On Runpod since any configuration less than requesting the full 8GPUs is multi-tenant, you might be competing with other workloads. A few times now I've observed sluggish performance on the box (batch preprocessing slow to complete, bash commands slow to enter, etc.)

An htop readout that you want to see at bootup. I might even have the box to myself.

My default when starting up new boxes has become:

  • Immediately install htop and check for the current server load. It should show you the "average" across both CPU and memory, which ends up being the total for the whole box.
  • When the box is overloaded these numbers can both start creeping up to near 100% utilization of the CPU and memory.
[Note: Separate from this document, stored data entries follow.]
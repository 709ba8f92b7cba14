//! Schema sync client runtime.
//!
//! Wires the schema store, instance cache, loader, command channel and push
//! channel together behind an [`EventPipeline`] that turns UI events into
//! backend traffic:
//!
//! * field changes are debounced per `(instance, field)` and sent last-write-wins;
//! * action clicks go over the command channel and apply the returned patch;
//! * instance switches persist the current instance, re-point the push socket and
//!   load the new schema, with a generation guard discarding superseded loads;
//! * pushed patches are routed by instance, and those for an instance still
//!   loading are held until its schema lands.
//!
//! Field changes never patch the store locally. The server answers them with a
//! pushed patch.
//!
//! [`SyncClient`] owns all of it and is the entry point for embedders.

#![warn(missing_docs)]

mod client;
pub mod config;
mod debounce;
mod lifecycle;
mod pipeline;
mod routing;
mod sink;
pub mod state;
#[cfg(test)]
mod testing;

pub use client::{ClientParts, PatchHistory, SyncClient};
pub use config::{ClientConfig, ConfigError, EventTransport};
pub use debounce::Debouncer;
pub use lifecycle::{InstanceEvent, InstanceStatus};
pub use pipeline::{ActionOutcome, Dispatched, EventPipeline, FieldChange, PipelineParts, UiEvent};
pub use routing::{PatchRouter, Routed};
pub use sink::EventSink;
pub use state::{FileStateStore, InstanceStateStore, MemoryStateStore, StateError};

use schemasync_loader::LoaderError;
use schemasync_rpc::CommandError;
use schemasync_schema::SchemaError;

/// Errors raised while handling UI events.
#[derive(Debug, thiserror::Error)]
#[non_exhaustive]
pub enum PipelineError {
	/// The event needs an active instance and there is none.
	#[error("no active instance")]
	NoActiveInstance,
	/// A command failed.
	#[error(transparent)]
	Command(#[from] CommandError),
	/// Loading or fetching from the backend failed.
	#[error(transparent)]
	Load(#[from] LoaderError),
	/// A schema or patch from the backend was rejected.
	#[error(transparent)]
	Schema(#[from] SchemaError),
	/// Persisting client state failed.
	#[error(transparent)]
	State(#[from] StateError),
	/// A response did not have the expected shape.
	#[error("invalid response: {0}")]
	InvalidResponse(String),
}

/// Result alias for pipeline operations.
pub type Result<T, E = PipelineError> = std::result::Result<T, E>;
My guess is there's some default swapping that's allowed on the boxes, but that behavior results in slower than average performance at the limit.
  • If you need fast network IO to external services or your local machine, make sure it's colocated in a similar region when you create the box.
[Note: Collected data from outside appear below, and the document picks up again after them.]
//! Per-key trailing-edge debouncing.
//!
//! Each key owns at most one timer task. Scheduling a key again aborts its timer
//! and starts a new one holding the new value, so only the last value of a burst
//! is emitted. Emitted values arrive on the receiver returned by
//! [`Debouncer::new`], in firing order. After [`Debouncer::close`] the receiver
//! ends once the flushed values are read.

use std::collections::HashMap;
use std::hash::Hash;
use std::sync::Arc;
use std::time::Duration;

use parking_lot::Mutex;
use schemasync_worker::TaskClass;
use tokio::sync::mpsc;
use tokio::task::JoinHandle;

struct Slot<V> {
	seq: u64,
	value: V,
	timer: JoinHandle<()>,
}

struct Slots<K, V> {
	seq: u64,
	slots: HashMap<K, Slot<V>>,
}

/// Last-write-wins debouncer keyed by `K`.
pub struct Debouncer<K, V> {
	delay: Duration,
	state: Arc<Mutex<Slots<K, V>>>,
	tx: Mutex<Option<mpsc::UnboundedSender<V>>>,
}

impl<K, V> std::fmt::Debug for Debouncer<K, V> {
	fn fmt(&self, f: &mut std::fmt::Formatter<'_>) -> std::fmt::Result {
		f.debug_struct("Debouncer")
			.field("delay", &self.delay)
			.field("pending", &self.state.lock().slots.len())
			.finish()
	}
}

impl<K, V> Debouncer<K, V>
where
	K: Eq + Hash + Clone + Send + 'static,
	V: Send + 'static,
{
	/// Creates a debouncer and the receiver of its emitted values.
	pub fn new(delay: Duration) -> (Self, mpsc::UnboundedReceiver<V>) {
		let (tx, rx) = mpsc::unbounded_channel();
		let debouncer = Self {
			delay,
			state: Arc::new(Mutex::new(Slots {
				seq: 0,
				slots: HashMap::new(),
			})),
			tx: Mutex::new(Some(tx)),
		};
		(debouncer, rx)
	}

	/// Debounce window.
	pub fn delay(&self) -> Duration {
		self.delay
	}

	/// Replaces any pending value for `key` and restarts its timer.
	///
	/// Ignored once the debouncer is closed.
	pub fn schedule(&self, key: K, value: V) {
		let Some(tx) = self.sender() else {
			tracing::debug!("debounce.closed");
			return;
		};
		let mut state = self.state.lock();
		state.seq += 1;
		let seq = state.seq;
		let timer = schemasync_worker::spawn(
			TaskClass::Interactive,
			fire(Arc::clone(&self.state), key.clone(), seq, self.delay, tx),
		);
		if let Some(previous) = state.slots.insert(key, Slot { seq, value, timer }) {
			previous.timer.abort();
			tracing::trace!(seq, "debounce.replaced");
		}
	}

	/// Emits every pending value whose key matches `pred` now, in scheduling order.
	///
	/// Returns how many were emitted.
	pub fn flush_where(&self, pred: impl Fn(&K) -> bool) -> usize {
		let mut due: Vec<Slot<V>> = {
			let mut state = self.state.lock();
			let keys: Vec<K> = state.slots.keys().filter(|key| pred(key)).cloned().collect();
			keys.iter().filter_map(|key| state.slots.remove(key)).collect()
		};
		due.sort_by_key(|slot| slot.seq);
		let flushed = due.len();
		let tx = self.sender();
		for slot in due {
			slot.timer.abort();
			if let Some(tx) = &tx {
				let _ = tx.send(slot.value);
			}
		}
		flushed
	}

	/// Emits everything pending now.
	pub fn flush_all(&self) -> usize {
		self.flush_where(|_| true)
	}

	/// Emits everything pending and stops accepting values.
	///
	/// Returns how many were emitted.
	pub fn close(&self) -> usize {
		let flushed = self.flush_all();
		self.tx.lock().take();
		flushed
	}

	/// Drops everything pending without emitting.
	pub fn cancel_all(&self) {
		let drained: Vec<Slot<V>> = self.state.lock().slots.drain().map(|(_, slot)| slot).collect();
		for slot in drained {
			slot.timer.abort();
		}
	}

	/// Number of keys with a pending value.
	pub fn pending_len(&self) -> usize {
		self.state.lock().slots.len()
	}

	fn sender(&self) -> Option<mpsc::UnboundedSender<V>> {
		self.tx.lock().clone()
	}
}

async fn fire<K, V>(state: Arc<Mutex<Slots<K, V>>>, key: K, seq: u64, delay: Duration, tx: mpsc::UnboundedSender<V>)
where
	K: Eq + Hash,
{
	tokio::time::sleep(delay).await;
	let due = {
		let mut state = state.lock();
		match state.slots.get(&key) {
			Some(slot) if slot.seq == seq => state.slots.remove(&key),
			_ => None,
		}
	};
	if let Some(slot) = due {
		let _ = tx.send(slot.value);
	}
}

#[cfg(test)]
mod tests {
	use super::*;

	#[tokio::test(flavor = "current_thread", start_paused = true)]
	async fn burst_on_one_key_emits_only_the_last_value() {
		let (debouncer, mut rx) = Debouncer::new(Duration::from_millis(750));
		for n in 1..=5 {
			debouncer.schedule("name", n);
			tokio::time::advance(Duration::from_millis(100)).await;
		}
		assert!(rx.try_recv().is_err());

		tokio::time::advance(Duration::from_millis(650)).await;
		assert_eq!(rx.recv().await, Some(5));
		tokio::time::advance(Duration::from_secs(5)).await;
		assert!(rx.try_recv().is_err());
		assert_eq!(debouncer.pending_len(), 0);
	}

	#[tokio::test(flavor = "current_thread", start_paused = true)]
	async fn keys_debounce_independently() {
		let (debouncer, mut rx) = Debouncer::new(Duration::from_millis(750));
		debouncer.schedule("a", "a1");
		tokio::time::advance(Duration::from_millis(500)).await;
		debouncer.schedule("b", "b1");
		tokio::time::advance(Duration::from_millis(100)).await;
		debouncer.schedule("a", "a2");

		assert_eq!(rx.recv().await, Some("b1"));
		assert_eq!(rx.recv().await, Some("a2"));
	}

	#[tokio::test(flavor = "current_thread", start_paused = true)]
	async fn flush_emits_now_in_schedule_order() {
		let (debouncer, mut rx) = Debouncer::new(Duration::from_millis(750));
		debouncer.schedule(("i1", "x"), 1);
		debouncer.schedule(("i2", "x"), 2);
		debouncer.schedule(("i1", "y"), 3);

		assert_eq!(debouncer.flush_where(|(instance, _)| *instance == "i1"), 2);
		assert_eq!(rx.try_recv().ok(), Some(1));
		assert_eq!(rx.try_recv().ok(), Some(3));

		tokio::time::advance(Duration::from_secs(1)).await;
		assert_eq!(rx.recv().await, Some(2));
		tokio::time::advance(Duration::from_secs(1)).await;
		assert!(rx.try_recv().is_err());
	}

	#[tokio::test(flavor = "current_thread", start_paused = true)]
	async fn close_flushes_then_ends_the_stream() {
		let (debouncer, mut rx) = Debouncer::new(Duration::from_millis(750));
		debouncer.schedule("a", 1);
		debouncer.schedule("b", 2);

		assert_eq!(debouncer.close(), 2);
		debouncer.schedule("c", 3);
		assert_eq!(debouncer.pending_len(), 0);

		assert_eq!(rx.recv().await, Some(1));
		assert_eq!(rx.recv().await, Some(2));
		assert_eq!(rx.recv().await, None);
	}

	#[tokio::test(flavor = "current_thread", start_paused = true)]
	async fn cancel_drops_pending() {
		let (debouncer, mut rx) = Debouncer::new(Duration::from_millis(10));
		debouncer.schedule(1, ());
		debouncer.cancel_all();
		tokio::time::advance(Duration::from_secs(1)).await;
		assert!(rx.try_recv().is_err());
	}
}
Secure Cloud creation panel. Defaults to anywhere in the world but allows you to customize the device region.

If this happens to you and you need quicker processing:

  • Consider using a A100 SXM 80GB configuration. I've found the speed of these boxes and their availability to be higher than the stock A100 80GBs.
  • As a last resort, consider upgrading your GPU allocation as well. You'll get more CPUs and memory to go alongside the GPUs, which will also force their task allocator to place you on a box with less overall load.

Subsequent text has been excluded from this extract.